Given that f(n)= n.f(n-1)+ 2(n+1)! and given that f(0)=1, we can write the solution as: Given that f(n)= n.f(n-1)+ 2(n+1)! and given that f(0)=1, we can write the solution as:
Select one:
a. f(n)= n!(n(n+2) + 1)
b. f(n)=n!(n(n+3)/2 + 1)
c. f(n)= n!(n(n+3)+1)
d. f(n)= n(n+3) + 1
So I am used to finding recurrence equations from questions such as f(n) = f(n-1) + f(n-2). However when I look at this question it puts me off a little because the layout is awkward.
Why do we need f(0) = 1 in the question? it seems like they express f(n) in terms of only n.
I also find it a little odd, because when I put f(0) back into the equation f(n)= n.f(n-1)+ 2(n+1)! I get,  f(0) = 0.f(-1) + 2(1)! = 2 , which clearly is not the case, as f(0) = 1. Am I doing something wrong?
How would do I express f(n) = n.f(n-1) + 2(n+1)! in terms of only n?

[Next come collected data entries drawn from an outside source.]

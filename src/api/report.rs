use crate::auth::auth::AuthUser;
use crate::config::Config;
use crate::model::schedule::Schedule;
use crate::policy::{self, ScheduleWindow};
use crate::utils::db_utils::SqlValue;
use actix_web::{HttpResponse, Responder, error::ErrorInternalServerError, web};
use chrono::{DateTime, Duration, NaiveDate, Utc};
use serde::{Deserialize, Serialize};
use sqlx::MySqlPool;
use std::collections::HashMap;
use tracing::{debug, error};
use utoipa::ToSchema;

#[derive(Debug, Deserialize, utoipa::IntoParams)]
pub struct ReportQuery {
    /// Defaults to 30 days before `to`
    pub from: Option<NaiveDate>,
    /// Defaults to today in the shop's zone
    pub to: Option<NaiveDate>,
    pub user_id: Option<u64>,
    pub page: Option<u32>,
    pub per_page: Option<u32>,
}

#[derive(sqlx::FromRow)]
struct AttendanceJoinRow {
    id: u64,
    user_id: u64,
    name: String,
    date: NaiveDate,
    check_in: Option<DateTime<Utc>>,
    check_out: Option<DateTime<Utc>>,
    late_reason: Option<String>,
}

#[derive(Serialize, ToSchema)]
pub struct AttendanceReportRow {
    #[schema(example = 41)]
    pub id: u64,
    #[schema(example = 3)]
    pub user_id: u64,
    #[schema(example = "Ana Martinez")]
    pub name: String,
    #[schema(example = "2025-03-10", value_type = String, format = "date")]
    pub date: NaiveDate,
    /// Local wall clock, "HH:MM"
    #[schema(example = "09:02", nullable = true)]
    pub check_in: Option<String>,
    #[schema(example = "19:04", nullable = true)]
    pub check_out: Option<String>,
    pub late: bool,
    pub early: bool,
    #[schema(nullable = true)]
    pub late_reason: Option<String>,
}

#[derive(Serialize, ToSchema)]
pub struct AttendanceReportResponse {
    pub data: Vec<AttendanceReportRow>,
    #[schema(example = 1)]
    pub page: u32,
    #[schema(example = 20)]
    pub per_page: u32,
    #[schema(example = 57)]
    pub total: i64,
}

#[derive(Serialize, ToSchema)]
pub struct EmployeeSummary {
    #[schema(example = 3)]
    pub user_id: u64,
    #[schema(example = "Ana Martinez")]
    pub name: String,
    /// Days with any attendance activity
    #[schema(example = 21)]
    pub days: u32,
    #[schema(example = 2)]
    pub late: u32,
    #[schema(example = 1)]
    pub early: u32,
    /// Days with both entry and exit recorded
    #[schema(example = 20)]
    pub complete: u32,
}

#[derive(Serialize, ToSchema)]
pub struct SummaryResponse {
    pub data: Vec<EmployeeSummary>,
    #[schema(example = "2025-02-08", value_type = String, format = "date")]
    pub from: NaiveDate,
    #[schema(example = "2025-03-10", value_type = String, format = "date")]
    pub to: NaiveDate,
}

fn range(query: &ReportQuery, offset_minutes: i32) -> (NaiveDate, NaiveDate) {
    let to = query
        .to
        .unwrap_or_else(|| policy::local_date(Utc::now(), offset_minutes));
    let from = query.from.unwrap_or(to - Duration::days(30));
    (from, to)
}

/// Active schedules keyed by owner, for classifying fetched rows without a
/// per-row query.
async fn window_map(pool: &MySqlPool) -> Result<HashMap<u64, ScheduleWindow>, sqlx::Error> {
    let schedules = sqlx::query_as::<_, Schedule>(
        r#"
        SELECT id, user_id, entry_time, exit_time, grace_minutes, is_active
        FROM schedules
        WHERE is_active = 1
        "#,
    )
    .fetch_all(pool)
    .await?;

    Ok(schedules
        .into_iter()
        .map(|s| (s.user_id, s.window()))
        .collect())
}

fn classify_row(
    row: &AttendanceJoinRow,
    windows: &HashMap<u64, ScheduleWindow>,
    offset_minutes: i32,
) -> AttendanceReportRow {
    let window = windows.get(&row.user_id).cloned().unwrap_or_default();

    let check_in_clock = row.check_in.map(|t| policy::local_clock(t, offset_minutes));
    let check_out_clock = row.check_out.map(|t| policy::local_clock(t, offset_minutes));

    AttendanceReportRow {
        id: row.id,
        user_id: row.user_id,
        name: row.name.clone(),
        date: row.date,
        check_in: check_in_clock.map(|t| t.format("%H:%M").to_string()),
        check_out: check_out_clock.map(|t| t.format("%H:%M").to_string()),
        late: check_in_clock
            .map(|t| policy::is_late_entry(t, window.entry, window.grace_minutes))
            .unwrap_or(false),
        early: check_out_clock
            .map(|t| policy::is_early_exit(t, window.exit))
            .unwrap_or(false),
        late_reason: row.late_reason.clone(),
    }
}

async fn fetch_rows(
    pool: &MySqlPool,
    from: NaiveDate,
    to: NaiveDate,
    user_id: Option<u64>,
    limit_offset: Option<(u32, u32)>,
) -> Result<Vec<AttendanceJoinRow>, sqlx::Error> {
    let mut conditions = vec!["a.date >= ?", "a.date <= ?"];
    let mut bindings = vec![SqlValue::Date(from), SqlValue::Date(to)];

    if let Some(user_id) = user_id {
        conditions.push("a.user_id = ?");
        bindings.push(SqlValue::I64(user_id as i64));
    }

    let mut sql = format!(
        "SELECT a.id, a.user_id, u.name, a.date, a.check_in, a.check_out, a.late_reason \
         FROM attendance a \
         JOIN users u ON u.id = a.user_id \
         WHERE {} \
         ORDER BY a.date DESC, u.name",
        conditions.join(" AND ")
    );
    if limit_offset.is_some() {
        sql.push_str(" LIMIT ? OFFSET ?");
    }

    debug!(sql = %sql, "Fetching attendance rows");

    let mut query = sqlx::query_as::<_, AttendanceJoinRow>(&sql);
    for b in bindings {
        query = match b {
            SqlValue::Date(v) => query.bind(v),
            SqlValue::I64(v) => query.bind(v),
            _ => query,
        };
    }
    if let Some((per_page, offset)) = limit_offset {
        query = query.bind(per_page as i64).bind(offset as i64);
    }

    query.fetch_all(pool).await
}

/// Attendance report
#[utoipa::path(
    get,
    path = "/api/v1/reports/attendance",
    params(ReportQuery),
    responses(
        (status = 200, description = "Classified attendance rows", body = AttendanceReportResponse),
        (status = 401, description = "Unauthorized"),
        (status = 403, description = "Forbidden"),
        (status = 500, description = "Internal server error")
    ),
    security(("bearer_auth" = [])),
    tag = "Reports"
)]
pub async fn attendance_report(
    auth: AuthUser,
    pool: web::Data<MySqlPool>,
    config: web::Data<Config>,
    query: web::Query<ReportQuery>,
) -> actix_web::Result<impl Responder> {
    auth.require_admin()?;

    let offset_minutes = config.local_offset_minutes;
    let (from, to) = range(&query, offset_minutes);

    let page = query.page.unwrap_or(1).max(1);
    let per_page = query.per_page.unwrap_or(20).clamp(1, 100);
    let offset = (page - 1) * per_page;

    let mut count_sql =
        "SELECT COUNT(*) FROM attendance a WHERE a.date >= ? AND a.date <= ?".to_string();
    if query.user_id.is_some() {
        count_sql.push_str(" AND a.user_id = ?");
    }

    let mut count_query = sqlx::query_scalar::<_, i64>(&count_sql)
        .bind(from)
        .bind(to);
    if let Some(user_id) = query.user_id {
        count_query = count_query.bind(user_id);
    }

    let total = count_query.fetch_one(pool.get_ref()).await.map_err(|e| {
        error!(error = %e, "Failed to count attendance rows");
        ErrorInternalServerError("Database error")
    })?;

    let rows = fetch_rows(
        pool.get_ref(),
        from,
        to,
        query.user_id,
        Some((per_page, offset)),
    )
    .await
    .map_err(|e| {
        error!(error = %e, "Failed to fetch attendance rows");
        ErrorInternalServerError("Database error")
    })?;

    let windows = window_map(pool.get_ref()).await.map_err(|e| {
        error!(error = %e, "Failed to fetch schedules");
        ErrorInternalServerError("Database error")
    })?;

    let data = rows
        .iter()
        .map(|r| classify_row(r, &windows, offset_minutes))
        .collect();

    Ok(HttpResponse::Ok().json(AttendanceReportResponse {
        data,
        page,
        per_page,
        total,
    }))
}

/// Per-employee summary
#[utoipa::path(
    get,
    path = "/api/v1/reports/summary",
    params(ReportQuery),
    responses(
        (status = 200, description = "Aggregate counts per employee over the range", body = SummaryResponse),
        (status = 401, description = "Unauthorized"),
        (status = 403, description = "Forbidden"),
        (status = 500, description = "Internal server error")
    ),
    security(("bearer_auth" = [])),
    tag = "Reports"
)]
pub async fn attendance_summary(
    auth: AuthUser,
    pool: web::Data<MySqlPool>,
    config: web::Data<Config>,
    query: web::Query<ReportQuery>,
) -> actix_web::Result<impl Responder> {
    auth.require_admin()?;

    let offset_minutes = config.local_offset_minutes;
    let (from, to) = range(&query, offset_minutes);

    let rows = fetch_rows(pool.get_ref(), from, to, query.user_id, None)
        .await
        .map_err(|e| {
            error!(error = %e, "Failed to fetch attendance rows");
            ErrorInternalServerError("Database error")
        })?;

    let windows = window_map(pool.get_ref()).await.map_err(|e| {
        error!(error = %e, "Failed to fetch schedules");
        ErrorInternalServerError("Database error")
    })?;

    let mut by_employee: HashMap<u64, EmployeeSummary> = HashMap::new();

    for row in &rows {
        let classified = classify_row(row, &windows, offset_minutes);
        let entry = by_employee
            .entry(row.user_id)
            .or_insert_with(|| EmployeeSummary {
                user_id: row.user_id,
                name: row.name.clone(),
                days: 0,
                late: 0,
                early: 0,
                complete: 0,
            });

        entry.days += 1;
        if classified.late {
            entry.late += 1;
        }
        if classified.early {
            entry.early += 1;
        }
        if row.check_in.is_some() && row.check_out.is_some() {
            entry.complete += 1;
        }
    }

    let mut data: Vec<EmployeeSummary> = by_employee.into_values().collect();
    data.sort_by(|a, b| a.name.cmp(&b.name));

    Ok(HttpResponse::Ok().json(SummaryResponse { data, from, to }))
}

 A: Let $f(n)=g(n)\cdot n!$
$n=0\implies\cdots g(0)=1$
$g(n)\cdot n!=n g(n-1)\cdot (n-1)!+2(n+1)!$
$\iff g(n)=g(n-1)+2(n+1)$
Let $g(n)=h(n)+an^2+bn+c\  \ \ \  (1)$
$1=g(0)=h(0)+c\iff h(0)=1-c$
$\implies h(n)+an^2+bn+c=h(n-1)+a(n-1)^2+b(n-1)+c+2(n+1)$
$\iff h(n)=h(n-1)+a-b+2+2n(1-a)$
Set $1-a=0\iff a=1,a-b+2=0\iff b=a+2=3$
to get $h(n)=h(n-1)=\cdots=h(0)=1-c$
From $(1),g(n)=1-c+(1)n^2+(3)n+c=n^2+3n+1$
A: Assuming you mean $2(n+1)!$, if you divide LHS and RHS through $n!$, then set $b(n) = \frac{f(n)}{n!}$, you get 
$$
b(n) = b(n-1) + 2(n+1)
$$
and you life becomes much easier! 
A: Solving such a multiple choice problem does not require solving the recurrence. More simply, it requires only computing enough initial values to exclude the nonsolutions. Here the value of $\,f(1)\,$ excludes all but $2$ choices and the value of $f(2)$ narrows it down to a unique candidate. This can be done in a minute or two of mental arithmetic.
You need the value of $f(0)$ because this is the base case of the recursive definition of $\,f(n).\,$ From that, using the recurrence, you can (uniquely) calculate the value of $\,f(n)\,$ for all positive integers.